Wills – Why do we need a Will? Why they’re important and How to make a will

Why do we need a will?

Why do we need a Will? – People mainly use them to write down family members they want to provide for if they die, and how they want to distribute what they own. Wills also let us specify someone we would like to look after our kids or to leave special gifts and meaningful things to people or organisations we choose. They can include special instructions for a funeral, and they typically name the person who will carry out our wishes. If we don’t have one, or if ours is not valid for some reason, what we would like to happen may not happen in reality. This could put our families into legal and financial difficulties.

Top 5 tips for wills

  1. When we get married, the will we wrote before marriage is no longer valid.
  2. If we die without a will, all our assets do not automatically go to our partner.
  3. If we die without a will, the government will use a formula to divide up our assets.
  4. The last will we signed – even if it’s out of date – will be the one used if we die.
  5. Wills are not just about what we leave to people – they can also identify the person we want to look after our children.

How to make a will

Don’t have a will yet, or need to update a previous will? We can get one drafted by someone with experience, such as a lawyer or trustee company.

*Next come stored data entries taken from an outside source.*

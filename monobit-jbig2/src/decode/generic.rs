//! The generic region decoding procedure (6.2) and generic region segments
//! (7.4.6).

use super::{AdaptiveTemplatePixel, Region, RegionSegmentInfo, Template, read_at_pixels};
use crate::arithmetic_decoder::{ArithmeticDecoder, ContextTable};
use crate::bitmap::Bitmap;
use crate::error::{RegionError, Result, TemplateError, bail};
use crate::reader::Reader;

/// Parameters of one invocation of the generic region decoding procedure
/// (Table 2).
#[derive(Debug, Clone, Copy)]
pub(crate) struct GenericParams<'a> {
    /// "GBW"
    pub(crate) width: u32,
    /// "GBH"
    pub(crate) height: u32,
    /// "GBTEMPLATE", together with "EXTTEMPLATE".
    pub(crate) template: Template,
    /// "TPGDON"
    pub(crate) tpgdon: bool,
    /// "GBAT"
    pub(crate) at_pixels: &'a [AdaptiveTemplatePixel],
    /// "SKIP", if "USESKIP" is 1.
    pub(crate) skip: Option<&'a Bitmap>,
}

/// Decode a generic region segment (7.4.6).
pub(crate) fn decode_region(
    data: &[u8],
    had_unknown_length: bool,
    max_pixels: u64,
) -> Result<Region> {
    let mut reader = Reader::new(data);
    let mut info = RegionSegmentInfo::parse(&mut reader)?;

    // 7.4.6.2
    let flags = reader.read_byte()?;
    let mmr = flags & 0x01 != 0;
    let tpgdon = flags & 0x08 != 0;
    let template = Template::from_bits(flags >> 1);
    // "EXTTEMPLATE" only extends template 0.
    let template = if flags & 0x10 != 0 && template == Template::Template0 {
        Template::Extended
    } else {
        template
    };

    let at_pixels = if mmr {
        Vec::new()
    } else {
        let pixels = read_at_pixels(&mut reader, template)?;
        // The extended template field is 32 bytes long, of which the twelve
        // AT pixels take up the first 24.
        if template == Template::Extended {
            reader.skip_bytes(8)?;
        }

        pixels
    };

    let mut coded = reader.tail();

    // "As a special case, as noted in 7.2.7, an immediate generic region
    // segment may have an unknown length. In this case, it also indicates the
    // height of the generic region (i.e. the number of rows that have been
    // decoded in this segment; it must be no greater than the region segment
    // bitmap height value in the segment's region segment information field."
    // (7.4.6.4)
    if had_unknown_length {
        let split = coded.len().checked_sub(4).ok_or(RegionError::InvalidDimension)?;
        let (head, row_count) = coded.split_at(split);
        let row_count = Reader::new(row_count).read_u32()?;

        if row_count > info.height {
            bail!(RegionError::InvalidDimension);
        }

        info.height = row_count;
        coded = head;
    }

    let bitmap = if mmr {
        decode_bitmap_mmr(coded, info.width, info.height, max_pixels)?.0
    } else {
        let mut decoder = ArithmeticDecoder::new(coded);
        let mut contexts = ContextTable::new(1 << template.context_bits());

        decode_bitmap(
            &mut decoder,
            &mut contexts,
            &GenericParams {
                width: info.width,
                height: info.height,
                template,
                tpgdon,
                at_pixels: &at_pixels,
                skip: None,
            },
            max_pixels,
        )?
    };

    Ok(Region { info, bitmap })
}

/// Decode a bitmap with template-based arithmetic coding (6.2.5).
///
/// `contexts` must have room for `1 << params.template.context_bits()`
/// contexts.
pub(crate) fn decode_bitmap(
    decoder: &mut ArithmeticDecoder<'_>,
    contexts: &mut ContextTable,
    params: &GenericParams<'_>,
    max_pixels: u64,
) -> Result<Bitmap> {
    let mut bitmap = Bitmap::new_checked(params.width, params.height, max_pixels)?;
    let pixels = template_pixels(params.template, params.at_pixels)?;

    // See Figures 8 to 11. The extended template uses the context of
    // template 0.
    let sltp_context = match params.template {
        Template::Template0 | Template::Extended => 0b1001_1011_0010_0101,
        Template::Template1 => 0b0_0111_1001_0101,
        Template::Template2 => 0b00_1110_0101,
        Template::Template3 => 0b01_1001_0101,
    };

    // "1) Set: LTP = 0"
    let mut ltp = false;

    for y in 0..bitmap.height {
        // "b) If TPGDON is 1, then decode a bit using the arithmetic entropy
        // coder [...] Let SLTP be the value of this bit. Set: LTP = LTP XOR
        // SLTP"
        if params.tpgdon {
            ltp ^= decoder.decode(contexts.get(sltp_context)) != 0;
        }

        // "c) If LTP = 1 then set every pixel of the current row of GBREG
        // equal to the corresponding pixel of the row immediately above."
        if ltp {
            if y > 0 {
                let width = bitmap.width as usize;
                let start = y as usize * width;
                bitmap.data.copy_within(start - width..start, start);
            }

            continue;
        }

        // "d) If LTP = 0 then, from left to right, decode each pixel of the
        // current row of GBREG."
        for x in 0..bitmap.width {
            // "If USESKIP is 1 and the pixel in the bitmap SKIP at the
            // location corresponding to the current pixel is 1, then set the
            // value of the current pixel to 0."
            if params.skip.is_some_and(|skip| skip.get_pixel(x, y)) {
                continue;
            }

            let context = gather_context(&bitmap, x as i32, y as i32, &pixels);
            if decoder.decode(contexts.get(context)) != 0 {
                bitmap.set_pixel(x, y, true);
            }
        }
    }

    Ok(bitmap)
}

/// The template pixels of Figures 3 to 6, most significant context bit first.
///
/// AT pixels take the place of their nominal positions. The extended template
/// consists of the twelve AT pixels followed by the four pixels to the left of
/// the current pixel.
fn template_pixels(
    template: Template,
    at: &[AdaptiveTemplatePixel],
) -> Result<Vec<AdaptiveTemplatePixel>> {
    if at.len() != template.at_pixel_count() {
        bail!(TemplateError::Invalid);
    }

    let p = AdaptiveTemplatePixel::new;

    #[rustfmt::skip]
    let pixels = match template {
        Template::Template0 => vec![
            at[3], p(-1, -2), p(0, -2), p(1, -2), at[2],
            at[1], p(-2, -1), p(-1, -1), p(0, -1), p(1, -1), p(2, -1), at[0],
            p(-4, 0), p(-3, 0), p(-2, 0), p(-1, 0),
        ],
        Template::Template1 => vec![
            p(-1, -2), p(0, -2), p(1, -2), p(2, -2),
            p(-2, -1), p(-1, -1), p(0, -1), p(1, -1), p(2, -1), at[0],
            p(-3, 0), p(-2, 0), p(-1, 0),
        ],
        Template::Template2 => vec![
            p(-1, -2), p(0, -2), p(1, -2),
            p(-2, -1), p(-1, -1), p(0, -1), p(1, -1), at[0],
            p(-2, 0), p(-1, 0),
        ],
        Template::Template3 => vec![
            p(-3, -1), p(-2, -1), p(-1, -1), p(0, -1), p(1, -1), at[0],
            p(-4, 0), p(-3, 0), p(-2, 0), p(-1, 0),
        ],
        Template::Extended => {
            let mut pixels = at.to_vec();
            pixels.extend([p(-4, 0), p(-3, 0), p(-2, 0), p(-1, 0)]);
            pixels
        }
    };

    Ok(pixels)
}

#[inline]
fn gather_context(bitmap: &Bitmap, x: i32, y: i32, pixels: &[AdaptiveTemplatePixel]) -> u32 {
    pixels
        .iter()
        .fold(0, |context, p| (context << 1) | bitmap.pixel(x + p.x, y + p.y))
}

/// Decode a bitmap with MMR coding (6.2.6), returning it together with the
/// number of bytes consumed.
///
/// "An invocation of the generic region decoding procedure with MMR equal to
/// 1 shall consume an integral number of bytes, beginning and ending on a
/// byte boundary."
pub(crate) fn decode_bitmap_mmr(
    data: &[u8],
    width: u32,
    height: u32,
    max_pixels: u64,
) -> Result<(Bitmap, usize)> {
    struct Sink<'a> {
        bitmap: &'a mut Bitmap,
        x: u32,
        y: u32,
    }

    impl monobit_ccitt::Decoder for Sink<'_> {
        fn push_pixels(&mut self, value: bool, count: u32) {
            if value && self.y < self.bitmap.height {
                let end = self.x.saturating_add(count).min(self.bitmap.width);
                let row = self.y as usize * self.bitmap.width as usize;
                self.bitmap.data[row + self.x as usize..row + end as usize].fill(true);
            }

            self.x = self.x.saturating_add(count).min(self.bitmap.width);
        }

        fn next_line(&mut self) {
            self.x = 0;
            self.y += 1;
        }
    }

    let mut bitmap = Bitmap::new_checked(width, height, max_pixels)?;
    if bitmap.is_empty() {
        return Ok((bitmap, 0));
    }

    let settings = monobit_ccitt::DecodeSettings {
        columns: width,
        rows: height,
        // "If the number of bytes contained in the encoded bitmap is known in
        // advance, then it is permissible for the data stream not to contain
        // an EOFB."
        end_of_block: true,
        // "Pixels decoded by the MMR decoder having the value 'black' shall be
        // treated as having the value 1."
        black_is_1: true,
    };

    let mut sink = Sink {
        bitmap: &mut bitmap,
        x: 0,
        y: 0,
    };
    let consumed = monobit_ccitt::decode(data, &mut sink, &settings)?;

    Ok((bitmap, consumed))
}

#[cfg(test)]
mod tests {
    use super::*;
    use crate::error::DecodeError;

    const NOMINAL_AT: [AdaptiveTemplatePixel; 4] = [
        AdaptiveTemplatePixel::new(3, -1),
        AdaptiveTemplatePixel::new(-3, -1),
        AdaptiveTemplatePixel::new(2, -2),
        AdaptiveTemplatePixel::new(-2, -2),
    ];

    fn params(template: Template, tpgdon: bool, at: &[AdaptiveTemplatePixel]) -> GenericParams<'_> {
        GenericParams {
            width: 16,
            height: 8,
            template,
            tpgdon,
            at_pixels: at,
            skip: None,
        }
    }

    #[test]
    fn decoding_is_deterministic() {
        let data = [0x4A, 0x91, 0x3C, 0x07, 0xE2, 0x55, 0x18, 0xB3, 0x6F, 0x20];
        let decode = || {
            decode_bitmap(
                &mut ArithmeticDecoder::new(&data),
                &mut ContextTable::new(1 << 16),
                &params(Template::Template0, false, &NOMINAL_AT),
                u64::MAX,
            )
            .unwrap()
        };

        assert_eq!(decode(), decode());
    }

    #[test]
    fn skipped_pixels_stay_white() {
        let mut skip = Bitmap::new(16, 8);
        skip.fill(true);

        let data = [0xFF; 16];
        let decoded = decode_bitmap(
            &mut ArithmeticDecoder::new(&data),
            &mut ContextTable::new(1 << 16),
            &GenericParams {
                skip: Some(&skip),
                ..params(Template::Template0, false, &NOMINAL_AT)
            },
            u64::MAX,
        )
        .unwrap();

        assert!(decoded.data.iter().all(|p| !p));
    }

    #[test]
    fn extended_template_uses_its_own_layout() {
        let mut bitmap = Bitmap::new(8, 4);
        for (x, y) in [(0, 0), (2, 1), (5, 1), (3, 2), (6, 3)] {
            bitmap.set_pixel(x, y, true);
        }

        let mut at = NOMINAL_AT.to_vec();
        let standard = template_pixels(Template::Template0, &at).unwrap();

        // Twelve AT pixels covering the nominal positions of template 0 that
        // are not on the current row, nearest row first.
        at = [(-3, -1), (-2, -1), (-1, -1), (0, -1), (1, -1), (2, -1), (3, -1)]
            .into_iter()
            .chain([(-2, -2), (-1, -2), (0, -2), (1, -2), (2, -2)])
            .map(|(x, y)| AdaptiveTemplatePixel::new(x, y))
            .collect();
        let extended = template_pixels(Template::Extended, &at).unwrap();

        let standard_context = gather_context(&bitmap, 4, 3, &standard);
        let extended_context = gather_context(&bitmap, 4, 3, &extended);

        // Both read the same pixels, in a different order.
        assert_eq!(standard_context.count_ones(), extended_context.count_ones());
        assert_ne!(standard_context, extended_context);
        assert_eq!(standard_context, 0b1001_0001_0000_0000);
        assert_eq!(extended_context, 0b0010_0001_0010_0000);
    }

    #[test]
    fn extension_flag_is_ignored_for_other_templates() {
        let mut data = vec![0, 0, 0, 8, 0, 0, 0, 4, 0, 0, 0, 0, 0, 0, 0, 0, 0];
        // GBTEMPLATE 1 with the EXTTEMPLATE bit set, followed by the single
        // AT pixel of template 1.
        data.extend([0x12, 0x03, 0xFF]);
        data.extend([0x00, 0x00, 0xFF, 0xAC]);

        let region = decode_region(&data, false, u64::MAX).unwrap();
        assert_eq!(region.bitmap.width, 8);
        assert_eq!(region.bitmap.height, 4);

        // With GBTEMPLATE 0 the coded bytes are read as the extended AT
        // field, whose second pixel (0, 0) is not causal.
        data[17] = 0x10;
        assert_eq!(
            decode_region(&data, false, u64::MAX).unwrap_err(),
            DecodeError::Template(TemplateError::InvalidAtPixel)
        );
    }

    #[test]
    fn wrong_number_of_at_pixels() {
        assert_eq!(
            template_pixels(Template::Extended, &NOMINAL_AT).unwrap_err(),
            DecodeError::Template(TemplateError::Invalid)
        );
    }

    #[test]
    fn mmr_region() {
        // Two rows of "00111000", see the fax decoder tests.
        let (bitmap, consumed) = decode_bitmap_mmr(&[0x2F, 0x78], 8, 2, u64::MAX).unwrap();
        assert_eq!(consumed, 2);
        let expected = [false, false, true, true, true, false, false, false];
        assert_eq!(bitmap.row(0), expected);
        assert_eq!(bitmap.row(1), expected);
    }

    #[test]
    fn region_with_unknown_length_uses_row_count() {
        let mut data = vec![0, 0, 0, 8, 0, 0, 0, 4, 0, 0, 0, 0, 0, 0, 0, 0, 0];
        // MMR.
        data.push(0x01);
        data.extend([0x2F, 0x78, 0x00, 0x00, 0x00, 0x00, 0x00, 0x02]);

        let region = decode_region(&data, true, u64::MAX).unwrap();
        assert_eq!(region.bitmap.height, 2);
        assert!(region.bitmap.get_pixel(2, 1));

        let mut too_many = data.clone();
        *too_many.last_mut().unwrap() = 5;
        assert_eq!(
            decode_region(&too_many, true, u64::MAX).unwrap_err(),
            DecodeError::Region(RegionError::InvalidDimension)
        );
    }
}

A will must also be signed and witnessed. If the proper procedures are not followed, a will may not be valid.

  • Instructions in our will can include:
  • Our partner, children, grandchildren, other family members or friends we want to provide for
  • Any family trust that we wish to leave property, money, or other assets to
  • Specific bequests such as cash payments, jewellery, artwork or furniture we want to leave to particular family members or friends
  • Any charities or organisations we may want to leave money to
  • Details of how we would like our funeral to be carried out

It’s a good idea to set up enduring powers of attorney at the same time as making a will.

Who’s involved

  • A will needs both an executor and a trustee. An executor obtains probate of our will from the court (when required) and the trustee carries out our wishes as set out in our will when we die.
  • We can appoint a family member as the executor and the trustee – even if they are going to benefit from the will – but make sure they’re happy to take on the role.
  • We can appoint more than one executor and trustee, letting them share the work and the responsibility.
  • Appointing a professional executor and trustee is often a good idea, particularly if the estate is large or complicated.
  • Some lawyers and professional trustee companies write wills for free, providing they are named as executor. They will charge our estate a fee for acting as the executor and trustee.

Keeping a will

  • If we already have a will, is it up-to-date? Does it reflect our current situation? Our financial or personal circumstances may have changed since we signed it.
  • Whenever we go through a big life change like the birth of a child or separation, we should review our will.
  • For example, if we get married or enter a civil union our will is automatically revoked unless it states otherwise or specifically says that it was made with regard to the coming union.
  • Other life events like the birth of children or grandchildren, or the purchase of a property, are all good reasons to check our will.
  • Make sure to keep a copy of the will in a safe and accessible place – and let the executor and loved ones know where it is.

If our will can’t be found, our last wishes can’t be followed!